[Task to complete]:
In the records, each line holding "slot" must be reported.

[Stored data]:
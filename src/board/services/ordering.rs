//! Position allocation and bucket maintenance service.

use std::collections::HashMap;
use std::sync::Arc;

use mockable::Clock;
use thiserror::Error;

use crate::board::{
    domain::{
        plan_rebalance, plan_reorder, BoardDomainError, OrderingConfig, Placement, Position,
        Task, TaskId, TaskPatch, TaskStatus,
    },
    ports::{TaskStore, TaskStoreError},
};

/// Service-level errors for ordering operations.
#[derive(Debug, Error)]
pub enum OrderingError {
    /// Ordering arithmetic or reorder validation failed.
    #[error(transparent)]
    Domain(#[from] BoardDomainError),
    /// Store operation failed.
    #[error(transparent)]
    Store(#[from] TaskStoreError),
}

/// Result type for ordering service operations.
pub type OrderingResult<T> = Result<T, OrderingError>;

/// Allocates positions and maintains bucket numbering.
///
/// Wraps the pure planning functions with store access: reads come from
/// bucket queries, computed placements are persisted one task at a time.
#[derive(Clone)]
pub struct OrderingService<S, K>
where
    S: TaskStore,
    K: Clock + Send + Sync,
{
    store: Arc<S>,
    clock: Arc<K>,
    config: OrderingConfig,
}

impl<S, K> OrderingService<S, K>
where
    S: TaskStore,
    K: Clock + Send + Sync,
{
    /// Creates an ordering service with default stride and clamp values.
    #[must_use]
    pub fn new(store: Arc<S>, clock: Arc<K>) -> Self {
        Self::with_config(store, clock, OrderingConfig::default())
    }

    /// Creates an ordering service with explicit stride and clamp values.
    #[must_use]
    pub const fn with_config(store: Arc<S>, clock: Arc<K>, config: OrderingConfig) -> Self {
        Self {
            store,
            clock,
            config,
        }
    }

    /// Returns the position for appending a task to the given bucket.
    ///
    /// # Errors
    ///
    /// Returns [`OrderingError::Store`] when the bucket query fails.
    pub async fn next_append_position(&self, status: TaskStatus) -> OrderingResult<Position> {
        let highest = self.store.highest_position(status).await?;
        Ok(self.config.append_after(highest))
    }

    /// Returns the position for a task dropped at `dest_index` of another
    /// bucket.
    ///
    /// # Errors
    ///
    /// Returns [`OrderingError::Domain`] when the index cannot be
    /// represented as a position.
    pub fn move_target_position(&self, dest_index: usize) -> OrderingResult<Position> {
        Ok(self.config.cross_bucket_position(dest_index)?)
    }

    /// Renumbers one bucket into the requested order and persists every
    /// new position.
    ///
    /// Returns the updated tasks in their new order.
    ///
    /// # Errors
    ///
    /// Returns [`OrderingError::Domain`] when the requested order does not
    /// exactly cover the bucket, and [`OrderingError::Store`] when a read
    /// or write fails. Positions already persisted before a write failure
    /// are not rolled back.
    pub async fn reorder_bucket(
        &self,
        status: TaskStatus,
        ordered_ids: &[TaskId],
    ) -> OrderingResult<Vec<Task>> {
        let bucket = self.store.list_bucket(status).await?;
        let placements = plan_reorder(&self.config, &bucket, ordered_ids)?;
        self.apply_placements(bucket, placements).await
    }

    /// Restores uniform stride gaps across one bucket, preserving order.
    ///
    /// # Errors
    ///
    /// Returns [`OrderingError::Store`] when a read or write fails.
    pub async fn rebalance_bucket(&self, status: TaskStatus) -> OrderingResult<Vec<Task>> {
        let bucket = self.store.list_bucket(status).await?;
        let placements = plan_rebalance(&self.config, &bucket);
        self.apply_placements(bucket, placements).await
    }

    /// Returns `true` when the bucket has grown into the clamp ceiling and
    /// should be rebalanced.
    ///
    /// # Errors
    ///
    /// Returns [`OrderingError::Store`] when the bucket query fails.
    pub async fn needs_rebalance(&self, status: TaskStatus) -> OrderingResult<bool> {
        let highest = self.store.highest_position(status).await?;
        Ok(self.config.at_clamp(highest))
    }

    /// Persists planned placements, returning the tasks in placement order.
    async fn apply_placements(
        &self,
        bucket: Vec<Task>,
        placements: Vec<Placement>,
    ) -> OrderingResult<Vec<Task>> {
        let mut tasks_by_id: HashMap<TaskId, Task> =
            bucket.into_iter().map(|task| (task.id(), task)).collect();
        let mut updated = Vec::with_capacity(placements.len());
        for placement in placements {
            let Some(mut task) = tasks_by_id.remove(&placement.task_id) else {
                continue;
            };
            task.apply_patch(
                &TaskPatch::new().with_position(placement.position),
                &*self.clock,
            );
            self.store.update(&task).await?;
            updated.push(task);
        }
        Ok(updated)
    }
}
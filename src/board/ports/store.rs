//! Store port for task persistence, bucket queries, and filtered listing.

use crate::board::domain::{MemberId, Position, ServiceId, Task, TaskId, TaskStatus};
use async_trait::async_trait;
use chrono::NaiveDate;
use std::sync::Arc;
use thiserror::Error;

/// Result type for task store operations.
pub type TaskStoreResult<T> = Result<T, TaskStoreError>;

/// Task persistence contract.
///
/// Bucket queries treat `(status, position)` as the ordering key: listings
/// come back in ascending position order with ties resolved by insertion
/// order, so equal positions degrade to a stable sequence rather than an
/// error.
#[async_trait]
pub trait TaskStore: Send + Sync {
    /// Stores a new task.
    ///
    /// # Errors
    ///
    /// Returns [`TaskStoreError::DuplicateTask`] when the task identifier
    /// already exists.
    async fn insert(&self, task: &Task) -> TaskStoreResult<()>;

    /// Persists the current state of an existing task.
    ///
    /// # Errors
    ///
    /// Returns [`TaskStoreError::NotFound`] when the task does not exist.
    async fn update(&self, task: &Task) -> TaskStoreResult<()>;

    /// Deletes a task record. History entries are not touched.
    ///
    /// # Errors
    ///
    /// Returns [`TaskStoreError::NotFound`] when the task does not exist.
    async fn delete(&self, id: TaskId) -> TaskStoreResult<()>;

    /// Finds a task by identifier.
    ///
    /// Returns `None` when the task does not exist.
    async fn find_by_id(&self, id: TaskId) -> TaskStoreResult<Option<Task>>;

    /// Returns every task in one status bucket, in ascending position order.
    async fn list_bucket(&self, status: TaskStatus) -> TaskStoreResult<Vec<Task>>;

    /// Returns the highest position currently used in a status bucket.
    ///
    /// Returns `None` when the bucket is empty. Implementations should
    /// answer this from an ordering query rather than a full scan.
    async fn highest_position(&self, status: TaskStatus) -> TaskStoreResult<Option<Position>>;

    /// Returns tasks matching the filter, newest first.
    async fn list(&self, filter: &TaskFilter) -> TaskStoreResult<Vec<Task>>;

    /// Returns tasks followed by the given member, newest first.
    async fn find_followed_by(&self, member: &MemberId) -> TaskStoreResult<Vec<Task>>;
}

/// Conjunctive filter over task listings.
///
/// Every populated criterion must match; an empty filter matches all tasks.
#[derive(Debug, Clone, Default, PartialEq, Eq)]
pub struct TaskFilter {
    /// Match tasks in this workflow status.
    pub status: Option<TaskStatus>,
    /// Match tasks assigned to this member.
    pub assignee_id: Option<MemberId>,
    /// Match tasks owned by this service.
    pub service_id: Option<ServiceId>,
    /// Match tasks due on this calendar day.
    pub due_on: Option<NaiveDate>,
    /// Match tasks whose name contains this text, case-insensitively.
    pub search: Option<String>,
}

impl TaskFilter {
    /// Creates a filter that matches every task.
    #[must_use]
    pub fn new() -> Self {
        Self::default()
    }

    /// Restricts the filter to one workflow status.
    #[must_use]
    pub const fn with_status(mut self, status: TaskStatus) -> Self {
        self.status = Some(status);
        self
    }

    /// Restricts the filter to one assignee.
    #[must_use]
    pub fn with_assignee(mut self, assignee_id: MemberId) -> Self {
        self.assignee_id = Some(assignee_id);
        self
    }

    /// Restricts the filter to one owning service.
    #[must_use]
    pub fn with_service(mut self, service_id: ServiceId) -> Self {
        self.service_id = Some(service_id);
        self
    }

    /// Restricts the filter to tasks due on the given calendar day.
    #[must_use]
    pub const fn due_on(mut self, day: NaiveDate) -> Self {
        self.due_on = Some(day);
        self
    }

    /// Restricts the filter to names containing the given text.
    #[must_use]
    pub fn with_search(mut self, search: impl Into<String>) -> Self {
        self.search = Some(search.into());
        self
    }

    /// Returns `true` when the task satisfies every populated criterion.
    #[must_use]
    pub fn matches(&self, task: &Task) -> bool {
        if self.status.is_some_and(|status| status != task.status()) {
            return false;
        }
        if let Some(assignee_id) = &self.assignee_id {
            if task.assignee_id() != Some(assignee_id) {
                return false;
            }
        }
        if let Some(service_id) = &self.service_id {
            if task.service_id() != service_id {
                return false;
            }
        }
        if let Some(day) = self.due_on {
            if task.due_date().map(|date| date.date_naive()) != Some(day) {
                return false;
            }
        }
        if let Some(search) = &self.search {
            let haystack = task.name().as_str().to_lowercase();
            if !haystack.contains(&search.to_lowercase()) {
                return false;
            }
        }
        true
    }
}

/// Errors returned by task store implementations.
#[derive(Debug, Clone, Error)]
pub enum TaskStoreError {
    /// A task with the same identifier already exists.
    #[error("duplicate task identifier: {0}")]
    DuplicateTask(TaskId),

    /// The task was not found.
    #[error("task not found: {0}")]
    NotFound(TaskId),

    /// Persistence-layer failure.
    #[error("persistence error: {0}")]
    Persistence(Arc<dyn std::error::Error + Send + Sync>),
}

impl TaskStoreError {
    /// Wraps a persistence error.
    pub fn persistence(err: impl std::error::Error + Send + Sync + 'static) -> Self {
        Self::Persistence(Arc::new(err))
    }
}
//! When steps for board column ordering BDD scenarios.

use super::world::{
    create_named_task, named_task_id, parse_column, parse_names, run_async, BoardOrderingWorld,
};
use eyre::WrapErr;
use rstest_bdd_macros::when;

#[when(r#"a task named "{name}" is created in the "{column}" column"#)]
fn create_in_column(
    world: &mut BoardOrderingWorld,
    name: String,
    column: String,
) -> Result<(), eyre::Report> {
    let status = parse_column(&column)?;
    create_named_task(world, &name, status)?;
    Ok(())
}

#[when(r#"the task named "{name}" is dropped into the "{column}" column at slot {slot:u64}"#)]
fn drop_into_column(
    world: &mut BoardOrderingWorld,
    name: String,
    column: String,
    slot: u64,
) -> Result<(), eyre::Report> {
    let status = parse_column(&column)?;
    let id = named_task_id(world, &name)?;
    let dest_index = usize::try_from(slot).wrap_err("slot index fits usize")?;
    let actor = world.actor.clone();
    run_async(world.workflow.move_task(id, status, dest_index, &actor)).wrap_err("move task")?;
    Ok(())
}

#[when(r#"the "{column}" column is reordered to "{names}""#)]
fn reorder_column(
    world: &mut BoardOrderingWorld,
    column: String,
    names: String,
) -> Result<(), eyre::Report> {
    let status = parse_column(&column)?;
    let ordered = parse_names(&names)
        .iter()
        .map(|name| named_task_id(world, name))
        .collect::<Result<Vec<_>, _>>()?;
    run_async(world.workflow.reorder_bucket(status, &ordered)).wrap_err("reorder column")?;
    Ok(())
}

#[when(r#"the "{column}" column is rebalanced"#)]
fn rebalance_column(world: &mut BoardOrderingWorld, column: String) -> Result<(), eyre::Report> {
    let status = parse_column(&column)?;
    run_async(world.workflow.rebalance_bucket(status)).wrap_err("rebalance column")?;
    Ok(())
}
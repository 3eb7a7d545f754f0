//! When steps for task change history BDD scenarios.

use super::world::{current_task, run_async, TaskHistoryWorld};
use aalto::board::domain::{MemberId, NewTask, ServiceId, TaskName, TaskPatch, TaskStatus};
use chrono::Utc;
use eyre::WrapErr;
use rstest_bdd_macros::when;

#[when(r#"a task named "{name}" is created"#)]
fn create_task(world: &mut TaskHistoryWorld, name: String) -> Result<(), eyre::Report> {
    let details = NewTask::new(
        TaskName::new(name).wrap_err("task name")?,
        TaskStatus::Todo,
        ServiceId::new("svc-board").wrap_err("service id")?,
        Utc::now(),
    );
    let actor = world.actor.clone();
    let mutation =
        run_async(world.workflow.create_task(details, &actor)).wrap_err("create task")?;
    world.current_task = Some(mutation.task.id());
    Ok(())
}

#[when(r#"the task is moved to the "{column}" column"#)]
fn move_task(world: &mut TaskHistoryWorld, column: String) -> Result<(), eyre::Report> {
    let id = current_task(world)?;
    let status = TaskStatus::try_from(column.as_str()).wrap_err("parse column name")?;
    let actor = world.actor.clone();
    run_async(world.workflow.move_task(id, status, 0, &actor)).wrap_err("move task")?;
    Ok(())
}

#[when(r#"the task is assigned to "{member}""#)]
fn assign_task(world: &mut TaskHistoryWorld, member: String) -> Result<(), eyre::Report> {
    let id = current_task(world)?;
    let patch = TaskPatch::new().with_assignee(MemberId::new(member).wrap_err("member id")?);
    let actor = world.actor.clone();
    run_async(world.workflow.update_task(id, &patch, &actor)).wrap_err("assign task")?;
    Ok(())
}

#[when("the task is deleted")]
fn delete_task(world: &mut TaskHistoryWorld) -> Result<(), eyre::Report> {
    let id = current_task(world)?;
    run_async(world.workflow.delete_task(id)).wrap_err("delete task")?;
    Ok(())
}
//! Given steps for board column ordering BDD scenarios.

use super::world::{create_named_task, parse_column, parse_names, BoardOrderingWorld};
use rstest_bdd_macros::given;

#[given(r#"the "{column}" column holds "{names}""#)]
fn column_holds(
    world: &mut BoardOrderingWorld,
    column: String,
    names: String,
) -> Result<(), eyre::Report> {
    let status = parse_column(&column)?;
    for name in parse_names(&names) {
        create_named_task(world, &name, status)?;
    }
    Ok(())
}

[Response box]:
#[when(r#"the task named "{name}" is dropped into the "{column}" column at slot {slot:u64}"#)]
    slot: u64,
    let dest_index = usize::try_from(slot).wrap_err("slot index fits usize")?;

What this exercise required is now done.